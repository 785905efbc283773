use super::entities::{UserRole, UserStatus};
use crate::models::common::PaginationQuery;
use serde::Deserialize;
use ts_rs::TS;

// 用户查询参数（来自HTTP请求）
#[derive(Debug, Deserialize, TS)]
#[ts(export, export_to = "../frontend/src/types/generated/user.ts")]
pub struct UserListParams {
    #[serde(flatten)]
    #[ts(flatten)]
    pub pagination: PaginationQuery,
    pub role: Option<UserRole>,
    pub status: Option<UserStatus>,
    pub search: Option<String>,
}

// 用户创建请求（注册教师 / 注册学生共用的存储层请求）
#[derive(Debug, Deserialize, TS)]
#[ts(export, export_to = "../frontend/src/types/generated/user.ts")]
pub struct CreateUserRequest {
    pub username: String,
    pub email: Option<String>,
    pub password: String,
    pub role: UserRole,
    pub name: Option<String>,
    pub year: Option<String>,
    pub branch: Option<String>,
    pub designation: Option<String>,
    pub division_id: Option<i64>,
    pub prn: Option<String>,
}

// 用户列表查询参数（用于存储层）
#[derive(Debug, Clone, Deserialize, TS)]
#[ts(export, export_to = "../frontend/src/types/generated/user.ts")]
pub struct UserListQuery {
    pub page: Option<i64>,
    pub size: Option<i64>,
    pub role: Option<UserRole>,
    pub status: Option<UserStatus>,
    pub search: Option<String>,
}

// 学生查询条件（用于存储层）
#[derive(Debug, Clone, Default)]
pub struct StudentFilter {
    pub division_id: Option<i64>,
    pub division_ids: Option<Vec<i64>>,
    pub year: Option<String>,
}
pub mod clue;
pub mod config;
pub mod constants;
pub mod error;
pub mod export;
pub mod geometry;
pub mod hunt;
pub mod render;
pub mod session;

pub use clue::{
    BucketKind, Clue, ClueRegion, DirectionBucket, DistanceBucket, resolve_direction,
    resolve_distance,
};
pub use config::Config;
pub use constants::{DISTANCE_BREAKPOINTS, MAP_MAX, MAP_MIN};
pub use error::{LocatorError, Result};
pub use export::{
    Summary, export_candidates_csv, export_summary_json, save_session, timestamped_stem,
};
pub use geometry::{
    CandidateSet, Coordinate, Extent, MAP_EXTENT, Wedge, clip_to_map, filter_by_angle,
    filter_min_distance, generate_disc, reduce_by_wedge,
};
pub use hunt::HuntFile;
pub use render::{Renderer, export_png, render_session};
pub use session::{Session, SessionState};
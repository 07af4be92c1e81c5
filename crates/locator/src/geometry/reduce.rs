use log::debug;
use std::collections::HashSet;

use super::angle::in_wedge;
use super::disc::disc_points_within;
use super::types::{CandidateSet, Coordinate, Wedge};

/// Intersect `existing` with the wedge of the disc of `radius` around `center`.
///
/// The result is always a subset of `existing` and keeps its order. The fresh
/// region is only enumerated over the bounding extent of `existing`, points
/// outside it could never survive the intersection anyway.
pub fn reduce_by_wedge(
    mut existing: CandidateSet,
    center: Coordinate,
    radius: u32,
    wedge: Wedge,
) -> CandidateSet {
    let Some(window) = existing.bounding_extent() else {
        return existing;
    };

    let region: HashSet<Coordinate> = disc_points_within(center, radius, &window)
        .filter(in_wedge(center, wedge))
        .collect();
    debug!(
        "reduce: center {} r={} wedge {} -> {} region points",
        center,
        radius,
        wedge,
        region.len()
    );

    let before = existing.len();
    existing.retain(|p| region.contains(p));
    debug!("reduce: {} -> {} candidates", before, existing.len());
    existing
}

#[cfg(test)]
mod tests {
    use super::*;
    use crate::geometry::angle::filter_by_angle;
    use crate::geometry::disc::generate_disc;

    fn seed() -> CandidateSet {
        let c = Coordinate::new(1000, 1000);
        filter_by_angle(generate_disc(c, 500), c, Wedge::new(0.0, 45.0))
    }

    #[test]
    fn test_reduce_empty_stays_empty() {
        let out = reduce_by_wedge(
            CandidateSet::new(),
            Coordinate::new(5, 5),
            100,
            Wedge::new(0.0, 90.0),
        );
        assert!(out.is_empty());
    }

    #[test]
    fn test_reduce_is_subset() {
        let existing = seed();
        let out = reduce_by_wedge(
            existing.clone(),
            Coordinate::new(1100, 1100),
            400,
            Wedge::new(22.5, 67.5),
        );
        assert!(out.is_subset_of(&existing));
        assert!(!out.is_empty());
        assert!(out.len() < existing.len());
    }

    #[test]
    fn test_reduce_matches_plain_intersection() {
        let existing = seed();
        let center = Coordinate::new(1300, 1200);
        let wedge = Wedge::new(112.5, 157.5);

        let fresh = filter_by_angle(generate_disc(center, 500), center, wedge).to_hash_set();
        let expected: Vec<Coordinate> = existing
            .iter()
            .copied()
            .filter(|p| fresh.contains(p))
            .collect();

        let out = reduce_by_wedge(existing, center, 500, wedge);
        assert_eq!(out.as_slice(), expected.as_slice());
    }

    #[test]
    fn test_reduce_disjoint_region_is_empty() {
        // opposite quadrant from the same center; the center itself has angle 0
        let out = reduce_by_wedge(
            seed(),
            Coordinate::new(1000, 1000),
            500,
            Wedge::new(180.0, 270.0),
        );
        assert!(out.is_empty());
    }

    #[test]
    fn test_reduce_twice_same_clue_is_stable() {
        let center = Coordinate::new(1100, 1100);
        let wedge = Wedge::new(22.5, 67.5);
        let once = reduce_by_wedge(seed(), center, 400, wedge);
        let twice = reduce_by_wedge(once.clone(), center, 400, wedge);
        assert_eq!(once, twice);
    }
}
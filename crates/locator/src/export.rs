use crate::clue::ClueRegion;
use crate::config::Config;
use crate::constants::CSV_HEADER;
use crate::error::{LocatorError, Result};
use crate::geometry::{CandidateSet, Coordinate, Extent};
use crate::render::export_png;
use crate::session::{Session, SessionState};
use chrono::Local;
use csv::WriterBuilder;
use log::info;
use serde::Serialize;
use std::{
    fs::File,
    io::{BufWriter, Write},
    path::{Path, PathBuf},
};

/// `candidates_<local time>`, shared by every file of one save
pub fn timestamped_stem() -> String {
    let timestamp = Local::now().format("%Y-%m-%d_%H-%M-%S");
    format!("candidates_{timestamp}")
}

pub fn ensure_dir(dir: &Path) -> Result<()> {
    std::fs::create_dir_all(dir).map_err(|e| LocatorError::CreateDir {
        path: dir.to_path_buf(),
        source: e,
    })
}

fn create_file(path: &Path) -> Result<BufWriter<File>> {
    let file = File::create(path).map_err(|e| LocatorError::CreateFile {
        path: path.to_path_buf(),
        source: e,
    })?;
    Ok(BufWriter::new(file))
}

/// `x,y` rows in candidate order
pub fn write_candidates_csv<W: Write>(candidates: &CandidateSet, writer: W) -> Result<()> {
    #[allow(unused_mut)]
    let mut builder = WriterBuilder::new();
    #[cfg(windows)]
    {
        use csv::Terminator;
        builder = builder.terminator(Terminator::CRLF);
    }

    let mut wtr = builder.from_writer(writer);
    wtr.write_record(CSV_HEADER)?;
    for p in candidates {
        wtr.write_record([p.x.to_string(), p.y.to_string()])?;
    }
    wtr.flush()?;
    Ok(())
}

pub fn export_candidates_csv(
    candidates: &CandidateSet,
    output_dir: &Path,
    stem: &str,
) -> Result<PathBuf> {
    ensure_dir(output_dir)?;
    let file_path = output_dir.join(format!("{stem}.csv"));
    write_candidates_csv(candidates, create_file(&file_path)?)?;
    Ok(file_path)
}

/// Overview of a session, written next to the CSV
#[derive(Debug, Clone, Serialize)]
pub struct Summary {
    pub generated_at: String,
    pub state: String,
    pub clue_count: usize,
    /// `None` before the first clue, `Some(0)` for contradictory clues
    pub candidate_count: Option<usize>,
    pub extent: Option<Extent>,
    pub centroid: Option<Coordinate>,
    pub clues: Vec<ClueRegion>,
}

impl Summary {
    pub fn from_session(session: &Session) -> Self {
        let candidates = session.current();
        let state = match session.state() {
            SessionState::Empty => "empty",
            SessionState::Seeded => "seeded",
            SessionState::Narrowed => "narrowed",
        };
        Self {
            generated_at: Local::now().to_rfc3339(),
            state: state.to_string(),
            clue_count: session.regions().len(),
            candidate_count: candidates.map(CandidateSet::len),
            extent: candidates.and_then(CandidateSet::bounding_extent),
            centroid: candidates.and_then(CandidateSet::centroid),
            clues: session.regions().to_vec(),
        }
    }
}

pub fn export_summary_json(summary: &Summary, output_dir: &Path, stem: &str) -> Result<PathBuf> {
    ensure_dir(output_dir)?;
    let file_path = output_dir.join(format!("{stem}.json"));
    let mut writer = create_file(&file_path)?;
    serde_json::to_writer_pretty(&mut writer, summary)?;
    writer.flush()?;
    Ok(file_path)
}

/// Write every output enabled in `config.output`, returning the paths written
pub fn save_session(session: &Session, config: &Config) -> Result<Vec<PathBuf>> {
    let dir = config.output.dir.as_path();
    let stem = timestamped_stem();
    let mut written = Vec::new();

    if config.output.write_csv
        && let Some(candidates) = session.current()
    {
        written.push(export_candidates_csv(candidates, dir, &stem)?);
    }
    if config.output.write_png {
        written.push(export_png(session, &config.render, dir, &stem)?);
    }
    if config.output.write_summary {
        written.push(export_summary_json(&Summary::from_session(session), dir, &stem)?);
    }

    for path in &written {
        info!("wrote {}", path.display());
    }
    Ok(written)
}

#[cfg(test)]
mod tests {
    use super::*;
    use crate::geometry::Wedge;
    use tempfile::TempDir;

    fn small_set() -> CandidateSet {
        [(3, 4), (1, 2)].into_iter().map(Coordinate::from).collect()
    }

    #[test]
    fn test_csv_content_format() {
        let mut buf = Vec::new();
        write_candidates_csv(&small_set(), &mut buf).unwrap();
        let content = String::from_utf8(buf).unwrap();
        let lines: Vec<&str> = content.lines().collect();
        assert_eq!(lines, vec!["x,y", "3,4", "1,2"]);
    }

    #[test]
    fn test_export_empty_set_writes_header_only() {
        let temp_dir = TempDir::new().unwrap();
        let path = export_candidates_csv(&CandidateSet::new(), temp_dir.path(), "empty").unwrap();
        let content = std::fs::read_to_string(&path).unwrap();
        assert_eq!(content.lines().collect::<Vec<_>>(), vec!["x,y"]);
    }

    #[test]
    fn test_export_creates_nested_dir() {
        let temp_dir = TempDir::new().unwrap();
        let dir = temp_dir.path().join("a").join("b");
        let stem = timestamped_stem();
        let path = export_candidates_csv(&small_set(), &dir, &stem).unwrap();
        assert!(path.exists());
        assert!(stem.starts_with("candidates_"));
        assert_eq!(path.extension().and_then(|e| e.to_str()), Some("csv"));
    }

    #[test]
    fn test_invalid_output_directory() {
        let temp_dir = TempDir::new().unwrap();
        let file = temp_dir.path().join("occupied");
        std::fs::write(&file, "x").unwrap();
        // a regular file where the directory should go
        let result = export_candidates_csv(&small_set(), &file.join("sub"), "c");
        assert!(matches!(result, Err(LocatorError::CreateDir { .. })));
    }

    #[test]
    fn test_save_session_honours_switches() {
        let temp_dir = TempDir::new().unwrap();
        let mut config = Config::default();
        config.output.dir = temp_dir.path().to_path_buf();
        config.output.write_png = false;
        config.render.size_px = 64;

        // nothing computed yet: no CSV, summary only
        let written = save_session(&Session::new(), &config).unwrap();
        assert_eq!(written.len(), 1);
        assert!(written[0].to_string_lossy().ends_with(".json"));

        let mut session = Session::new();
        session.submit_region(ClueRegion::new(
            Coordinate::new(10, 10),
            0,
            3,
            Wedge::new(0.0, 180.0),
        ));
        config.output.write_png = true;
        let written = save_session(&session, &config).unwrap();
        assert_eq!(written.len(), 3);
        assert!(written.iter().all(|p| p.exists()));
    }

    #[test]
    fn test_summary_of_empty_session() {
        let summary = Summary::from_session(&Session::new());
        assert_eq!(summary.state, "empty");
        assert_eq!(summary.candidate_count, None);
        assert!(summary.clues.is_empty());
    }

    #[test]
    fn test_summary_json_roundtrip_fields() {
        let mut session = Session::new();
        session.submit_region(ClueRegion::new(
            Coordinate::new(100, 100),
            0,
            5,
            Wedge::new(0.0, 90.0),
        ));
        let summary = Summary::from_session(&session);
        assert_eq!(summary.state, "seeded");
        assert_eq!(summary.clue_count, 1);

        let temp_dir = TempDir::new().unwrap();
        let path = export_summary_json(&summary, temp_dir.path(), "s").unwrap();
        let value: serde_json::Value =
            serde_json::from_str(&std::fs::read_to_string(path).unwrap()).unwrap();
        assert_eq!(value["state"], "seeded");
        assert_eq!(
            value["candidate_count"].as_u64(),
            Some(session.current().unwrap().len() as u64)
        );
        assert_eq!(value["clues"][0]["max_radius"], 5);
        assert_eq!(value["clues"][0]["wedge"]["max_deg"], 90.0);
    }
}
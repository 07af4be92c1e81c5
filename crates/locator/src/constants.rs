/// Map extent (inclusive on both ends, in map units)
pub const MAP_MIN: i32 = 0;
pub const MAP_MAX: i32 = 4096;

/// Upper edge of each distance bucket, nearest first
pub const DISTANCE_BREAKPOINTS: [u32; 10] = [3, 5, 9, 19, 49, 199, 499, 999, 1999, 4096];

/// Offset from the facing angle for each direction bucket [deg]
/// straight ahead, ahead right, right, back right, backwards, back left, left, ahead left
pub const DIRECTION_OFFSETS_DEG: [f64; 8] = [0.0, -45.0, -90.0, -135.0, 180.0, 135.0, 90.0, 45.0];

/// Facing 0 means "north", which is 90 deg in screen-angle terms (450 = 360 + 90)
pub const FACING_BASE_DEG: f64 = 450.0;

/// Full width of a direction wedge [deg]
pub const WEDGE_WIDTH_DEG: f64 = 45.0;

pub const FULL_TURN_DEG: f64 = 360.0;

/// Environment variable overriding `output.dir`
pub const ENV_OUTPUT_DIR: &str = "LOCATOR_OUTPUT_DIR";

/// Header written to candidate CSV files
pub const CSV_HEADER: [&str; 2] = ["x", "y"];
use anyhow::Result;
use locator::{
    Clue, Config, DirectionBucket, DistanceBucket, Session, SessionState,
    clue::{direction_labels, distance_labels},
    geometry::CandidateSet,
    hunt::{checked_center, checked_facing},
    save_session,
};
use log::error;
use std::io::{BufRead, Write};

const HELP: &str = "\
commands:
  clue <x> <y> <facing> <direction> <distance>
      direction/distance by index, or as phrases split by '/':
      clue 1000 1000 90 backwards / fairly close by
  undo      go back one step
  reset     start over (undo brings the old result back)
  show      current state
  save      write outputs to the configured directory
  buckets   list direction and distance phrases
  help
  quit";

#[derive(Debug, Clone, PartialEq)]
pub enum Command {
    Clue(Clue),
    Undo,
    Reset,
    Show,
    Save,
    Buckets,
    Help,
    Quit,
    Nothing,
}

/// Parse one input line. Errors are messages for the user, the session
/// never sees malformed input.
pub fn parse_command(line: &str) -> std::result::Result<Command, String> {
    let line = line.trim();
    let (head, rest) = line.split_once(char::is_whitespace).unwrap_or((line, ""));
    match head.to_ascii_lowercase().as_str() {
        "" => Ok(Command::Nothing),
        "clue" | "c" => parse_clue(rest).map(Command::Clue),
        "undo" | "u" => Ok(Command::Undo),
        "reset" | "r" => Ok(Command::Reset),
        "show" | "s" => Ok(Command::Show),
        "save" => Ok(Command::Save),
        "buckets" | "b" => Ok(Command::Buckets),
        "help" | "h" | "?" => Ok(Command::Help),
        "quit" | "q" | "exit" => Ok(Command::Quit),
        other => Err(format!("unknown command '{other}', try 'help'")),
    }
}

fn parse_clue(args: &str) -> std::result::Result<Clue, String> {
    let mut it = args.split_whitespace();
    let mut next_num = |name: &str| -> std::result::Result<f64, String> {
        let tok = it.next().ok_or_else(|| format!("missing {name}"))?;
        tok.parse::<f64>()
            .map_err(|_| format!("{name} is not a number: '{tok}'"))
    };
    let x = next_num("x")?;
    let y = next_num("y")?;
    let facing = next_num("facing")?;
    let rest: Vec<&str> = it.collect();

    if x.fract() != 0.0 || y.fract() != 0.0 {
        return Err("coordinates must be whole numbers".to_string());
    }
    let center = checked_center(x as i64, y as i64).map_err(|e| e.to_string())?;
    let facing = checked_facing(facing).map_err(|e| e.to_string())?;

    let joined = rest.join(" ");
    let (direction, distance) = match joined.split_once('/') {
        Some((d, r)) => (d.trim().to_string(), r.trim().to_string()),
        None if rest.len() == 2 => (rest[0].to_string(), rest[1].to_string()),
        None => {
            return Err(
                "expected <direction> <distance>, use '/' between phrases".to_string(),
            );
        }
    };

    let direction = DirectionBucket::parse(&direction).map_err(|e| e.to_string())?;
    let distance = DistanceBucket::parse(&distance).map_err(|e| e.to_string())?;
    Ok(Clue::new(center, direction, distance, facing))
}

fn describe<W: Write>(out: &mut W, session: &Session) -> std::io::Result<()> {
    match (session.state(), session.current()) {
        (SessionState::Empty, _) | (_, None) => writeln!(out, "no clues yet"),
        (_, Some(c)) if c.is_empty() => writeln!(
            out,
            "no location matches all {} clues",
            session.regions().len()
        ),
        (_, Some(c)) => describe_set(out, c, session.regions().len()),
    }
}

fn describe_set<W: Write>(out: &mut W, c: &CandidateSet, clues: usize) -> std::io::Result<()> {
    write!(out, "{} candidates after {} clue(s)", c.len(), clues)?;
    if let (Some(e), Some(m)) = (c.bounding_extent(), c.centroid()) {
        write!(
            out,
            ", x {}..={} y {}..={}, centroid {}",
            e.min_x, e.max_x, e.min_y, e.max_y, m
        )?;
    }
    writeln!(out)
}

pub fn write_buckets<W: Write>(out: &mut W) -> std::io::Result<()> {
    writeln!(out, "directions:")?;
    for (i, label) in direction_labels().iter().enumerate() {
        writeln!(out, "  {i}: {label}")?;
    }
    writeln!(out, "distances:")?;
    for (i, label) in distance_labels().iter().enumerate() {
        writeln!(out, "  {i}: {label}")?;
    }
    Ok(())
}

/// Read commands until EOF or `quit`
pub fn run_repl<R: BufRead, W: Write>(
    input: R,
    mut out: W,
    session: &mut Session,
    config: &Config,
) -> Result<()> {
    writeln!(out, "type 'help' for commands")?;
    for line in input.lines() {
        let line = line?;
        let command = match parse_command(&line) {
            Ok(c) => c,
            Err(msg) => {
                writeln!(out, "error: {msg}")?;
                continue;
            }
        };

        match command {
            Command::Nothing => {}
            Command::Clue(clue) => {
                session.submit_clue(&clue);
                describe(&mut out, session)?;
            }
            Command::Undo => {
                session.undo();
                describe(&mut out, session)?;
            }
            Command::Reset => {
                session.reset();
                describe(&mut out, session)?;
            }
            Command::Show => describe(&mut out, session)?,
            Command::Save => match save_session(session, config) {
                Ok(paths) => {
                    for p in paths {
                        writeln!(out, "wrote {}", p.display())?;
                    }
                }
                Err(e) => {
                    error!("save failed: {e}");
                    writeln!(out, "error: {e}")?;
                }
            },
            Command::Buckets => write_buckets(&mut out)?,
            Command::Help => writeln!(out, "{HELP}")?,
            Command::Quit => break,
        }
        out.flush()?;
    }
    Ok(())
}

◆ ◆ ◆ ◆ ◆

What you should do ▸
Say how many lines of the material above include the word "UserRole", giving the number alone.

Response to this exercise ▸
4